Creato il 12 maggio 2010 da Isn't It Romantic?

Benvenute a Romance Park, il luogo dove ogni scrittrice ha la possibilità di presentare i propri lavori al pubblico!

 ROMANCE PARK Benvenute a Romance...


L'estratto di questa settimana si intitola "DESTINI INCROCIATI", e il nick della sua autrice è CATY ROSE. ATTENZIONE, si tratta di nomi di fantasia, che usiamo solo per distinguere i vari estratti tra di loro: il nome dell'autrice non è questo, ed il titolo finale del libro sarà diverso.
Vi ricordiamo le REGOLE DI ROMANCE PARK ( potrete trovare maggiori dettagli qui: http://romancebooks.splinder.com/post/20213710 ) :
-- sia le lettrici che le bloggers potranno votare l'estratto con un punteggio da 1 a 10, e naturalmente commentarlo;
-- se la scrittrice lo desidera (non è obbligatorio), può rispondere ai commenti e alle domande – ma lo farà sempre usando il nick;
-- tra una settimana esatta, chiuderemo il sondaggio, e la scrittrice scoprirà che voto le è stato dato dal pubblico.
-- IMPORTANTE: la scrittrice non rivelerà la propria identità a nessuno, né prima, né durante, né dopo il sondaggio. Le bloggers che hanno collaborato con lei alla preparazione del post (cioè Naan e MarchRose) faranno altrettanto, sia nei confronti delle altre bloggers che delle lettrici, e per correttezza si asterranno dal commentare.
 

DESTINI INCROCIATI
di Caty Rose
Tutti i diritti letterari di quest’opera sono di esclusiva proprietà dell’autore.
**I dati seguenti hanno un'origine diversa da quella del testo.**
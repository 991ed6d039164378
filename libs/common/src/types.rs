//! Wire-level types shared between the API service and the board client
//!
//! Everything here crosses the HTTP boundary as JSON: the task status
//! enumeration, the outward task and user representations, the kanban
//! projection, and the response envelope every endpoint wraps its payload
//! in.

use chrono::{DateTime, Utc};
use serde::{Deserialize, Serialize};
use uuid::Uuid;

/// Task status
///
/// The three columns of the board. No other value is ever persisted or
/// returned; inbound strings are parsed with [`TaskStatus::parse`] so an
/// unknown value can be rejected as a field-level validation error before
/// any lookup happens.
#[derive(Debug, Clone, Copy, PartialEq, Eq, Hash, Serialize, Deserialize)]
#[serde(rename_all = "kebab-case")]
pub enum TaskStatus {
    Pending,
    InProgress,
    Completed,
}

impl TaskStatus {
    /// All statuses, in board-column order
    pub const ALL: [TaskStatus; 3] = [
        TaskStatus::Pending,
        TaskStatus::InProgress,
        TaskStatus::Completed,
    ];

    /// Parse a status from its wire representation
    pub fn parse(value: &str) -> Option<Self> {
        match value {
            "pending" => Some(TaskStatus::Pending),
            "in-progress" => Some(TaskStatus::InProgress),
            "completed" => Some(TaskStatus::Completed),
            _ => None,
        }
    }

    /// Wire representation of this status
    pub fn as_str(&self) -> &'static str {
        match self {
            TaskStatus::Pending => "pending",
            TaskStatus::InProgress => "in-progress",
            TaskStatus::Completed => "completed",
        }
    }
}

impl std::fmt::Display for TaskStatus {
    fn fmt(&self, f: &mut std::fmt::Formatter<'_>) -> std::fmt::Result {
        f.write_str(self.as_str())
    }
}

/// Outward representation of a task
///
/// `is_overdue` is recomputed on every read, never stored.
#[derive(Debug, Clone, PartialEq, Serialize, Deserialize)]
pub struct TaskDto {
    pub id: Uuid,
    pub title: String,
    pub description: String,
    pub status: TaskStatus,
    pub due_date: DateTime<Utc>,
    pub user: Uuid,
    pub created_at: DateTime<Utc>,
    pub updated_at: DateTime<Utc>,
    #[serde(rename = "isOverdue")]
    pub is_overdue: bool,
}

/// Outward representation of a user
///
/// Deliberately a separate type from the stored record: the password hash
/// has no field here, so it cannot leak through serialization.
#[derive(Debug, Clone, PartialEq, Serialize, Deserialize)]
pub struct UserDto {
    pub id: Uuid,
    pub name: String,
    pub email: String,
    pub avatar: String,
    pub created_at: DateTime<Utc>,
}

/// The kanban projection: every task of one owner, partitioned by status
///
/// The union of the three buckets is exactly the owner's unfiltered task
/// list; within each bucket tasks are ordered by creation time descending.
#[derive(Debug, Clone, Default, PartialEq, Serialize, Deserialize)]
pub struct KanbanBoard {
    pub pending: Vec<TaskDto>,
    #[serde(rename = "in-progress")]
    pub in_progress: Vec<TaskDto>,
    pub completed: Vec<TaskDto>,
}

impl KanbanBoard {
    /// Iterate over every task across all three buckets
    pub fn iter(&self) -> impl Iterator<Item = &TaskDto> {
        self.pending
            .iter()
            .chain(self.in_progress.iter())
            .chain(self.completed.iter())
    }

    /// Total number of tasks on the board
    pub fn len(&self) -> usize {
        self.pending.len() + self.in_progress.len() + self.completed.len()
    }

    /// Whether the board holds no tasks
    pub fn is_empty(&self) -> bool {
        self.len() == 0
    }

    /// The bucket for the given status
    pub fn bucket(&self, status: TaskStatus) -> &Vec<TaskDto> {
        match status {
            TaskStatus::Pending => &self.pending,
            TaskStatus::InProgress => &self.in_progress,
            TaskStatus::Completed => &self.completed,
        }
    }

    /// Mutable bucket for the given status
    pub fn bucket_mut(&mut self, status: TaskStatus) -> &mut Vec<TaskDto> {
        match status {
            TaskStatus::Pending => &mut self.pending,
            TaskStatus::InProgress => &mut self.in_progress,
            TaskStatus::Completed => &mut self.completed,
        }
    }
}

/// A field-level validation failure
#[derive(Debug, Clone, PartialEq, Serialize, Deserialize)]
pub struct FieldError {
    pub field: String,
    pub message: String,
}

impl FieldError {
    pub fn new(field: impl Into<String>, message: impl Into<String>) -> Self {
        Self {
            field: field.into(),
            message: message.into(),
        }
    }
}

/// The response envelope every endpoint returns
#[derive(Debug, Clone, Serialize, Deserialize)]
#[serde(bound(deserialize = "T: serde::Deserialize<'de>"))]
pub struct Envelope<T> {
    pub success: bool,
    #[serde(default, skip_serializing_if = "Option::is_none")]
    pub message: Option<String>,
    #[serde(default, skip_serializing_if = "Option::is_none")]
    pub data: Option<T>,
    #[serde(default, skip_serializing_if = "Option::is_none")]
    pub errors: Option<Vec<FieldError>>,
}

impl<T> Envelope<T> {
    /// A successful envelope carrying a payload
    pub fn ok(data: T) -> Self {
        Self {
            success: true,
            message: None,
            data: Some(data),
            errors: None,
        }
    }

    /// A successful envelope with a human-readable message
    pub fn ok_with_message(message: impl Into<String>, data: T) -> Self {
        Self {
            success: true,
            message: Some(message.into()),
            data: Some(data),
            errors: None,
        }
    }
}

impl Envelope<()> {
    /// A successful envelope with a message and no payload
    pub fn message(message: impl Into<String>) -> Self {
        Self {
            success: true,
            message: Some(message.into()),
            data: None,
            errors: None,
        }
    }

    /// A failure envelope
    pub fn error(message: impl Into<String>) -> Self {
        Self {
            success: false,
            message: Some(message.into()),
            data: None,
            errors: None,
        }
    }

    /// A failure envelope carrying field-level detail
    pub fn validation(message: impl Into<String>, errors: Vec<FieldError>) -> Self {
        Self {
            success: false,
            message: Some(message.into()),
            data: None,
            errors: Some(errors),
        }
    }
}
Abrahm Darby ha giurato di vendicare la morte del fratello di cui si ritiene responsabile. Durante le sue ricerche incontra una strana donna che inizialmente gli sembra decisa a suicidarsi e che poi invece pare avere dei piani precisi che non includono assolutamente una dipartita prematura.


 ROMANCE PARK Benvenute a Romance...
Cavalcava oramai da un’ora quando udì il fragore dell’acqua. Il fiume era stato ingrossato dai violenti acquazzoni dei giorni precedenti. Il terreno era costellato di piccole pozze lucenti, Abrahm abbassò lo sguardo su una di esse e vide riflessa la sua immagine, per un istante rimase a contemplare il suo volto duro.
Era stanco, mortalmente stanco e tuttavia incapace di riposare. Sollevò una mano e se la passò sul viso, strofinandosi il mento e la barba ispida. Lentamente la sua espressione si rilassò e gli occhi divennero freddi e tranquilli.
Non riusciva ad accettare la stanchezza che in alcuni momenti gli intorpidiva la mente lasciandolo esausto. Nemmeno in Francia tra le mura della prigione, dove l’unica cosa che poteva fare era incidere nelle pareti di pietra il proprio nome e grado per non dimenticare chi fosse, si era sentito tanto privo di speranza.
Allungò la mano e accarezzò il muso del cavallo.
Sembrava che fosse trascorsa un’eternità da allora, e i problemi che aveva affrontato, i morti che si era lasciato alle spalle, non erano altro che facce confuse negli incubi che popolavano le sue notti.
Solo che adesso tra loro, vi era anche il volto di suo fratello.
Scacciò il dolore che lo aveva assalito all’improvviso, traditore come solo il rimorso sapeva essere, e convogliò tutte le sue energie nell’immaginare la soddisfazione che gli avrebbe dato la vendetta.
Doveva trovare l’Ombra, quel dannato traditore, e ucciderlo. Dopo avrebbe avuto tutto il tempo che gli rimaneva da vivere per riposarsi. Ma solo allora. Non un miserabile momento prima.
Scosse la testa e riprese il cammino dirigendosi verso il fragore dell’acqua. L’odore del fango e dell’umidità penetrava dentro di lui forte e persistente e mentre si avvicinava al fiume, il rumore della corrente diventava sempre più forte.
Deve essere il punto d’incontro dei due fiumi, pensò avvicinandosi al limitare del bosco. Scostò lentamente i rami con la mano e voltò la testa verso l’argine alla sua destra. Una sagoma nera di esigue dimensioni pareva interrompere il verde della foresta e l’azzurro cupo del cielo. In quel contesto quasi perfetto, quella figura sparuta appariva strana, quasi inopportuna.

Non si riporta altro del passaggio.